Mokyr’s account reimagines the Industrial Revolution as an alliance of science, skill, and faith in improvement.
It would take several decades before economists found a way to bring that spark inside the model—a shift marked by the work of Paul Romer in the 1980s (Romer 1986). By the early 1990s, Philippe Aghion and Peter Howitt built on Joseph Schumpeter’s vision of “creative destruction”, showing through formal models that capitalism’s turbulence could generate steady progress (Aghion and Howitt 1992).
Joel Mokyr, working from the opposite direction as an economic historian, supplied the long-run backstory. Why Europe, centuries earlier, developed the institutions and beliefs that made continuous innovation possible. In The Gifts of Athena and A Culture of Growth, he argues that “useful knowledge”—the convergence of propositional understanding (why things work) and prescriptive technique (how to make them work)—and a culture that prized open inquiry made sustained innovation possible (Mokyr 2002; Mokyr 2018). Mokyr’s account reimagines the Industrial Revolution as an alliance of science, skill, and faith in improvement.
Together, these thinkers shaped a modern conviction: that knowledge naturally accumulates, disruption refines, and growth, if managed well, can renew itself indefinitely.
From Endogenising Progress to Creative Destruction
Romer’s insight was simple and powerful: what if ideas behaved like capital? Knowledge is non-rivalrous and durable, and it can be shared and reused at low marginal cost. When he placed ideas within the blueprint of production, growth became an endogenous outcome—the economy could in principle generate its own dynamism (Romer 1986). Education, research, intellectual property and entrepreneurship became measurable inputs. Policy could now plausibly “optimise” growth. Governments could now aspire to engineer growth itself.

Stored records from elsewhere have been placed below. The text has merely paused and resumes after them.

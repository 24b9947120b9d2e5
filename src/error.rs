//! Error types for the puzzle crate

use thiserror::Error;

/// A puzzle definition that cannot be played
#[derive(Error, Debug)]
pub enum PuzzleError {
    #[error("Puzzle must have exactly 4 categories, got {0}")]
    CategoryCount(usize),

    #[error("Category {0} has an empty name")]
    EmptyName(usize),

    #[error("Category '{0}' contains an empty word")]
    EmptyWord(String),

    #[error("Word '{word}' appears more than once in category '{category}'")]
    RepeatedWord { category: String, word: String },

    #[error("Word '{word}' belongs to both '{first}' and '{second}'")]
    SharedWord {
        word: String,
        first: String,
        second: String,
    },

    #[error("Failed to parse puzzle: {0}")]
    Parse(#[from] toml::de::Error),
}

/// Failures of the persisted-state port
#[derive(Error, Debug)]
pub enum StorageError {
    #[error("Storage I/O error: {0}")]
    Io(#[from] std::io::Error),

    #[error("Malformed persisted state: {0}")]
    Json(#[from] serde_json::Error),
}

/// Failures of the statistics collaborators
#[derive(Error, Debug)]
pub enum StatsError {
    #[error("Stats I/O error: {0}")]
    Io(#[from] std::io::Error),

    #[error("Stats encoding error: {0}")]
    Json(#[from] serde_json::Error),

    #[error("Unauthorized")]
    Unauthorized,
}

#[derive(Error, Debug)]
pub enum ConfigError {
    #[error("Could not determine a data directory; pass --state-dir")]
    NoDataDir,

    #[error("Failed to read puzzle file: {0}")]
    PuzzleRead(#[from] std::io::Error),

    #[error("Invalid puzzle: {0}")]
    Puzzle(#[from] PuzzleError),
}
//! Round status, player-facing feedback, and submission outcomes

use serde::{Deserialize, Serialize};
use std::fmt;

/// Lifecycle of a round: `Loading -> Playing -> {Won, Lost}`
#[derive(Debug, Clone, Copy, PartialEq, Eq, Hash, Serialize, Deserialize)]
#[serde(rename_all = "lowercase")]
pub enum GameStatus {
    Loading,
    Playing,
    Won,
    Lost,
}

impl GameStatus {
    /// Won and lost rounds only leave their state through a reset
    #[inline]
    #[must_use]
    pub const fn is_terminal(self) -> bool {
        matches!(self, Self::Won | Self::Lost)
    }
}

impl fmt::Display for GameStatus {
    fn fmt(&self, f: &mut fmt::Formatter<'_>) -> fmt::Result {
        let label = match self {
            Self::Loading => "loading",
            Self::Playing => "playing",
            Self::Won => "won",
            Self::Lost => "lost",
        };
        write!(f, "{label}")
    }
}

/// Message shown to the player after an action
#[derive(Debug, Clone, PartialEq, Eq)]
pub enum Feedback {
    /// A category was matched
    Solved(String),
    /// Three of the four selected words share a category
    OneAway,
    NotQuite,
    /// All four categories are solved
    Won,
}

/// Final celebratory message
pub const WON_MESSAGE: &str = "Congrats, you solved it! I love you... what? who typed that?";

impl fmt::Display for Feedback {
    fn fmt(&self, f: &mut fmt::Formatter<'_>) -> fmt::Result {
        match self {
            Self::Solved(name) => write!(f, "✨ {name}! ✨"),
            Self::OneAway => write!(f, "One away! 🤏"),
            Self::NotQuite => write!(f, "Not quite! Try again 💜"),
            Self::Won => write!(f, "{WON_MESSAGE}"),
        }
    }
}

/// What a submission did
#[derive(Debug, Clone, Copy, PartialEq, Eq)]
pub enum SubmitOutcome {
    /// Not playing, or fewer than four words selected
    Ignored,
    Matched { category: usize, won: bool },
    Missed { one_away: bool, lost: bool },
}

impl SubmitOutcome {
    /// True if this submission ended the round
    #[must_use]
    pub const fn is_terminal(self) -> bool {
        matches!(
            self,
            Self::Matched { won: true, .. } | Self::Missed { lost: true, .. }
        )
    }
}

#[cfg(test)]
mod tests {
    use super::*;

    #[test]
    fn terminal_statuses() {
        assert!(!GameStatus::Loading.is_terminal());
        assert!(!GameStatus::Playing.is_terminal());
        assert!(GameStatus::Won.is_terminal());
        assert!(GameStatus::Lost.is_terminal());
    }

    #[test]
    fn feedback_display() {
        assert_eq!(
            Feedback::Solved("TEXTING ABBREVIATIONS".to_string()).to_string(),
            "✨ TEXTING ABBREVIATIONS! ✨"
        );
        assert_eq!(Feedback::OneAway.to_string(), "One away! 🤏");
        assert_eq!(Feedback::NotQuite.to_string(), "Not quite! Try again 💜");
        assert_eq!(Feedback::Won.to_string(), WON_MESSAGE);
    }

    #[test]
    fn outcome_terminal() {
        assert!(SubmitOutcome::Matched { category: 0, won: true }.is_terminal());
        assert!(!SubmitOutcome::Matched { category: 0, won: false }.is_terminal());
        assert!(SubmitOutcome::Missed { one_away: false, lost: true }.is_terminal());
        assert!(!SubmitOutcome::Ignored.is_terminal());
    }

    #[test]
    fn status_serde_lowercase() {
        assert_eq!(serde_json::to_string(&GameStatus::Won).unwrap(), "\"won\"");
        let status: GameStatus = serde_json::from_str("\"lost\"").unwrap();
        assert_eq!(status, GameStatus::Lost);
    }
}
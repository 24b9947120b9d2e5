//! Statistics report

use crate::error::StatsError;
use crate::stats::{JsonlStats, Summary, retrieve};
use std::path::Path;

/// Options for the stats report
#[derive(Debug, Clone)]
pub struct StatsRequest<'a> {
    pub path: &'a Path,
    /// Secret supplied by the caller
    pub secret: Option<&'a str>,
    /// Secret configured for this installation
    pub expected: Option<&'a str>,
}

/// Load stored rounds and summarize them for an authorized caller
///
/// The secret is checked before the file is read.
///
/// # Errors
///
/// Returns `StatsError::Unauthorized` on a secret mismatch, or an I/O error
/// if the stats file cannot be read.
pub fn load_summary(request: &StatsRequest<'_>) -> Result<Summary, StatsError> {
    retrieve(Vec::new(), request.secret, request.expected)?;
    let records = JsonlStats::load_all(request.path)?;
    retrieve(records, request.secret, request.expected)
}
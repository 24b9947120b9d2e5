//! Statistics submission
//!
//! Submission is fire-and-forget from the game's point of view: front-ends go
//! through [`submit_quietly`], so a failing sink can never alter gameplay.

use super::anonymize::hash_client;
use super::record::{GameRecord, StoredRecord};
use crate::error::StatsError;
use chrono::Utc;
use std::fs::{self, OpenOptions};
use std::io::{self, BufRead, BufReader, Write};
use std::path::{Path, PathBuf};
use tracing::{debug, warn};

/// Receiver of finished-round records
pub trait StatsSink {
    /// Store one record
    ///
    /// # Errors
    /// Returns an error if the record could not be stored.
    fn submit(&mut self, record: &GameRecord) -> Result<(), StatsError>;
}

/// Submit `record`, logging and discarding any failure
pub fn submit_quietly(sink: &mut dyn StatsSink, record: &GameRecord) {
    match sink.submit(record) {
        Ok(()) => debug!(result = ?record.result, "round submitted"),
        Err(e) => warn!(error = %e, "could not submit round statistics"),
    }
}

/// Sink that drops every record
#[derive(Debug, Default, Clone, Copy)]
pub struct NullStats;

impl StatsSink for NullStats {
    fn submit(&mut self, _record: &GameRecord) -> Result<(), StatsError> {
        Ok(())
    }
}

/// JSON-lines file of [`StoredRecord`]s, one per finished round
#[derive(Debug, Clone)]
pub struct JsonlStats {
    path: PathBuf,
    ip_hash: String,
    user_agent: String,
}

impl JsonlStats {
    /// Open a stats file, anonymizing `client_id` once up front
    pub fn new(path: impl Into<PathBuf>, client_id: Option<&str>) -> Self {
        Self {
            path: path.into(),
            ip_hash: hash_client(client_id),
            user_agent: format!("{}/{}", env!("CARGO_PKG_NAME"), env!("CARGO_PKG_VERSION")),
        }
    }

    #[must_use]
    pub fn path(&self) -> &Path {
        &self.path
    }

    /// Read every stored record, oldest first
    ///
    /// A missing file is an empty history. Malformed lines are skipped.
    ///
    /// # Errors
    /// Returns an error if the file exists but cannot be read.
    pub fn load_all(path: &Path) -> Result<Vec<StoredRecord>, StatsError> {
        let file = match fs::File::open(path) {
            Ok(file) => file,
            Err(e) if e.kind() == io::ErrorKind::NotFound => return Ok(Vec::new()),
            Err(e) => return Err(e.into()),
        };

        let mut records = Vec::new();
        for (number, line) in BufReader::new(file).lines().enumerate() {
            let line = line?;
            if line.trim().is_empty() {
                continue;
            }
            match serde_json::from_str(&line) {
                Ok(record) => records.push(record),
                Err(e) => warn!(line = number + 1, error = %e, "skipping malformed stats line"),
            }
        }
        Ok(records)
    }
}

impl StatsSink for JsonlStats {
    fn submit(&mut self, record: &GameRecord) -> Result<(), StatsError> {
        let stored = StoredRecord {
            record: record.clone(),
            timestamp: Utc::now(),
            user_agent: self.user_agent.clone(),
            ip_hash: self.ip_hash.clone(),
        };
        let line = serde_json::to_string(&stored)?;

        if let Some(parent) = self.path.parent() {
            fs::create_dir_all(parent)?;
        }
        let mut file = OpenOptions::new()
            .create(true)
            .append(true)
            .open(&self.path)?;
        writeln!(file, "{line}")?;
        Ok(())
    }
}
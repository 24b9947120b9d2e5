//! Play statistics
//!
//! Collaborators around the engine: finished-round records, where they are
//! submitted, and the aggregate report built from them.

pub mod anonymize;
mod record;
mod sink;
mod summary;

pub use record::{GameRecord, RoundResult, StoredRecord};
pub use sink::{JsonlStats, NullStats, StatsSink, submit_quietly};
pub use summary::{Summary, retrieve};
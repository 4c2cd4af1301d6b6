//! # reef-scheduler
//!
//! Reconciliation lifecycle for the reef cluster reconciler:
//!
//! - **Reconciliation queue**: one reconciliation per `(cluster, configVersion)`
//!   with one operation per component, at most one in flight per cluster
//! - **Status transition**: atomic coupling of inventory status flips with
//!   reconciliation enqueue/finish
//! - **Scheduler**: a tick-driven worker that dispatches processable
//!   operations in priority waves, retries transient failures, and finishes
//!   completed reconciliations
//!
//! ## Correctness under concurrency
//!
//! Multiple scheduler instances may race on the same operation. Correctness
//! relies on CAS state transitions: a dispatcher first moves an operation
//! `new -> inProgress`; the CAS loser observes the mismatch and skips
//! silently.

#![deny(missing_docs)]

pub mod error;
pub mod invoker;
pub mod memory;
pub mod metrics;
pub mod operation;
pub mod reconciliation;
pub mod repository;
pub mod scheduler;
pub mod transition;

pub use error::{Error, Result};
pub use invoker::{ComponentInvoker, InvokeError};
pub use memory::InMemoryReconciliationRepository;
pub use operation::{CasResult, Operation, OperationState};
pub use reconciliation::{Reconciliation, ReconciliationFilter};
pub use repository::ReconciliationRepository;
pub use scheduler::{Scheduler, SchedulerConfig};
pub use transition::ClusterStatusTransition;
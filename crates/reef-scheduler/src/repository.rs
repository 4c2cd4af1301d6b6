//! The reconciliation repository contract.

use std::time::Duration;

use async_trait::async_trait;
use chrono::{DateTime, Utc};

use reef_core::{CorrelationId, SchedulingId};
use reef_inventory::{ClusterStatusKind, State};

use crate::error::Result;
use crate::operation::{CasResult, Operation, OperationState};
use crate::reconciliation::{Reconciliation, ReconciliationFilter};

/// Queue and lifecycle store of reconciliation entities.
///
/// ## CAS semantics
///
/// [`update_operation_state`](ReconciliationRepository::update_operation_state)
/// is the core primitive for multi-dispatcher correctness: a transition is
/// applied only when the stored state equals the expected prior state, so two
/// schedulers racing on the same operation resolve to exactly one winner.
#[async_trait]
pub trait ReconciliationRepository: Send + Sync {
    /// Creates a reconciliation with one `new` operation per component.
    ///
    /// In one transaction: verifies that no non-finished reconciliation
    /// exists for the cluster (single-flight), inserts the reconciliation,
    /// and inserts the operations. Components named in `pre_components`
    /// receive priority 1, all others priority 2; lower waves run first.
    ///
    /// # Errors
    ///
    /// Fails with a duplicate error when the cluster already has a
    /// reconciliation in flight, and with an empty-components error when the
    /// configuration has no components.
    async fn create_reconciliation(
        &self,
        state: &State,
        pre_components: &[String],
    ) -> Result<Reconciliation>;

    /// Gets a reconciliation by scheduling ID.
    async fn get_reconciliation(&self, scheduling_id: &SchedulingId) -> Result<Reconciliation>;

    /// Returns all reconciliations passing the filter.
    async fn get_reconciliations(
        &self,
        filter: &ReconciliationFilter,
    ) -> Result<Vec<Reconciliation>>;

    /// Returns the operations of a reconciliation, optionally restricted to
    /// the given states.
    async fn get_operations(
        &self,
        scheduling_id: &SchedulingId,
        states: Option<&[OperationState]>,
    ) -> Result<Vec<Operation>>;

    /// Returns operations eligible for dispatch.
    ///
    /// An operation is processable when it is `new` or `clientError`, every
    /// operation of a strictly lower priority in the same reconciliation is
    /// terminal, and no operation of the reconciliation has failed
    /// permanently. Callers race with other dispatchers; uniqueness is
    /// enforced by the CAS at claim time.
    async fn get_processable_operations(&self) -> Result<Vec<Operation>>;

    /// Returns `inProgress` operations whose last mutation is older than
    /// `timeout` at time `now`.
    ///
    /// These are operations abandoned by a crashed or shut-down worker; the
    /// scheduler re-queues them as `clientError`.
    async fn get_orphaned_operations(
        &self,
        now: DateTime<Utc>,
        timeout: Duration,
    ) -> Result<Vec<Operation>>;

    /// Atomically transitions an operation if its stored state matches
    /// `expected`.
    ///
    /// `retries` is incremented whenever the operation leaves `inProgress`
    /// (one recorded attempt outcome). The transition must be permitted by
    /// the operation state machine.
    async fn update_operation_state(
        &self,
        scheduling_id: &SchedulingId,
        correlation_id: &CorrelationId,
        expected: OperationState,
        target: OperationState,
        reason: Option<&str>,
    ) -> Result<CasResult>;

    /// Marks a reconciliation as finished with the given cluster status.
    ///
    /// # Errors
    ///
    /// Fails with an already-finished error when called twice, and with a
    /// pending-operations error while any operation is non-terminal.
    async fn finish_reconciliation(
        &self,
        scheduling_id: &SchedulingId,
        status: ClusterStatusKind,
    ) -> Result<()>;

    /// Removes a reconciliation and its operations.
    ///
    /// Compensation hook for the status transition coordinator: when the
    /// status flip of an enqueue fails, the just-created reconciliation is
    /// removed again. A transactional store implements this as rollback.
    async fn remove_reconciliation(&self, scheduling_id: &SchedulingId) -> Result<()>;
}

That was more than a technical correction. It reframed how economists imagined society. But formulas have a way of turning metaphors into laws. By translating creativity into equations, the messy contingencies of discovery, curiosity, conflict, resistance, receded from view, replaced by smooth curves of accumulation. Innovation became destiny.
Instead of treating disruption as crisis, Aghion and Howitt showed that instability itself could sustain prosperity.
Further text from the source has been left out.